From the old Equi4 Software site wiki 

As of 2003-02-09, the SDX "wrap" command supports generating Win32 starpacks which have a custom icon for the executable.

This took some hacking, but first - here's how to do it:

    • say you have a area "myapp.vfs/" which you want to turn into a "myapp.exe"
    • you need a Windows "ICO" file with the following resolution icons in it:
        16x16, 4-bit (16-color)
        16x16, 8-bit (256-color)
        32x32, 4-bit (16-color)
        32x32, 8-bit (256-color)
        48x48, 4-bit (16-color)
        48x48, 8-bit (256-color)
    • put that icon in the file myapp.vfs/tclkit.ico
    • now generate a starpack as usual, i.e:
        sdx wrap myapp.exe -runtime tclkit.exe

SDX wrap will see the "tclkit.ico" file at the root level of the starkit (it gets included in VFS, like everything else), and if the runtime is a Win32 executable it'll do some string replaces to overwrite the ICO resource of the generated starpack.

There are a number of comments to make:

    • your icon file has to be placed in the root, and it has to be called "tclkit.ico"
    • the "-runtime" file you use has to have a ".exe" file suffix to trigger SDX
    • that runtime file has to be a tclkit with a suitable original "tclkit.ico" in its VFS runtime
    • in other words: you need a Tclkit release built on or after 2003-02-09
    • you need *all* of the above 6 resolutions/depths of your icon, if you want to be certain that your icon gets shown instead of the original Tk one, regardless of windows version, screen settings, and resolution (if nothing else you can take another one and stretch/shrink it, for example with MSVC6)
    • the resulting starpack will contain the new tclkit.ico files as part of its VFS runtime
    • note that this works cross-platform: sdx can customize icons for .exe's while wrapping from any platform

That's it. It's all done beneath the surface. All icon substitions done by SDX are reported on stdout.
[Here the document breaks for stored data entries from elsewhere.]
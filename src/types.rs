//! Core data types shared by the ingestion and query pipelines

use serde::{Deserialize, Serialize};
use uuid::Uuid;

/// Speaker of a conversation turn
#[derive(Debug, Clone, Copy, PartialEq, Eq, Serialize, Deserialize)]
#[serde(rename_all = "lowercase")]
pub enum Role {
    /// A question asked by the user
    User,
    /// An answer produced by the language model
    Model,
}

impl Role {
    /// Wire name used by the language-model API
    pub fn as_str(&self) -> &'static str {
        match self {
            Role::User => "user",
            Role::Model => "model",
        }
    }
}

/// One conversation turn. Immutable once appended to history.
#[derive(Debug, Clone, PartialEq, Eq, Serialize, Deserialize)]
pub struct Turn {
    pub role: Role,
    pub text: String,
}

impl Turn {
    /// Create a user turn
    pub fn user(text: impl Into<String>) -> Self {
        Self {
            role: Role::User,
            text: text.into(),
        }
    }

    /// Create a model turn
    pub fn model(text: impl Into<String>) -> Self {
        Self {
            role: Role::Model,
            text: text.into(),
        }
    }
}

/// A raw text segment produced by the document loader, typically one page
#[derive(Debug, Clone)]
pub struct TextSegment {
    /// Extracted text
    pub text: String,
    /// Page number (1-indexed) when the loader knows it
    pub page: Option<u32>,
}

impl TextSegment {
    /// Create a segment for a known page
    pub fn page(page: u32, text: impl Into<String>) -> Self {
        Self {
            text: text.into(),
            page: Some(page),
        }
    }
}

/// Source information carried with every chunk into the vector index
#[derive(Debug, Clone, PartialEq, Eq, Serialize, Deserialize)]
pub struct ChunkMetadata {
    /// Original filename as uploaded
    pub source: String,
    /// Page number (1-indexed) within the source document
    #[serde(skip_serializing_if = "Option::is_none")]
    pub page: Option<u32>,
    /// Chunk index within the document
    pub chunk_index: u32,
    /// Byte offset of the chunk start within its segment
    pub char_start: usize,
    /// Byte offset one past the chunk end within its segment
    pub char_end: usize,
}

/// A bounded slice of document text, the unit of embedding and retrieval.
/// Immutable once created; the embedding is attached exactly once before
/// upsert.
#[derive(Debug, Clone, Serialize, Deserialize)]
pub struct Chunk {
    /// Unique chunk ID
    pub id: Uuid,
    /// Text content
    pub text: String,
    /// Embedding vector, empty until the embedding stage fills it
    #[serde(skip_serializing_if = "Vec::is_empty", default)]
    pub embedding: Vec<f32>,
    /// Source information
    pub metadata: ChunkMetadata,
}

impl Chunk {
    /// Create a chunk without an embedding
    pub fn new(text: String, metadata: ChunkMetadata) -> Self {
        Self {
            id: Uuid::new_v4(),
            text,
            embedding: Vec::new(),
            metadata,
        }
    }

    /// Attach the embedding vector
    #[must_use]
    pub fn with_embedding(mut self, embedding: Vec<f32>) -> Self {
        self.embedding = embedding;
        self
    }
}

/// A similarity match returned by the vector index for one query
#[derive(Debug, Clone)]
pub struct RetrievedMatch {
    /// Chunk text stored alongside the vector
    pub text: String,
    /// Similarity score, higher is more similar
    pub score: f32,
    /// Metadata stored with the vector
    pub metadata: serde_json::Value,
}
How SDX replaces icons in Starpacks

The logic behind all this is a bit convoluted. To work, SDX deals with three icons:

    1. the icon resource in the original runtime
    2. the tclkit.ico file in the VFS section of the original runtime
    3. the new myapp.vfs/tclkit.ico file

What SDX then does for each icon resolution it finds in #2, is take the bitmap, search for it in #1, and do s atring replace with the corresponding resolution bitmap from #3.

So the essential trick to make this work is that the runtime with which a starpack is constructed must contain the same icons twice - once as Windows resource, somewhere inside the executable, and once as "original" tclkit.ico in the VFS at the end of that executable.

It's all done as a string search + replace. That way SDX does not need to understand executable file formats, nor exactly how icon files are structured (only enough to locate each icon resolution).

SDX assumes that bitmaps of icons with a specific resolution always use the same number of bytes. It will only replace a bitmap with another one of the same size.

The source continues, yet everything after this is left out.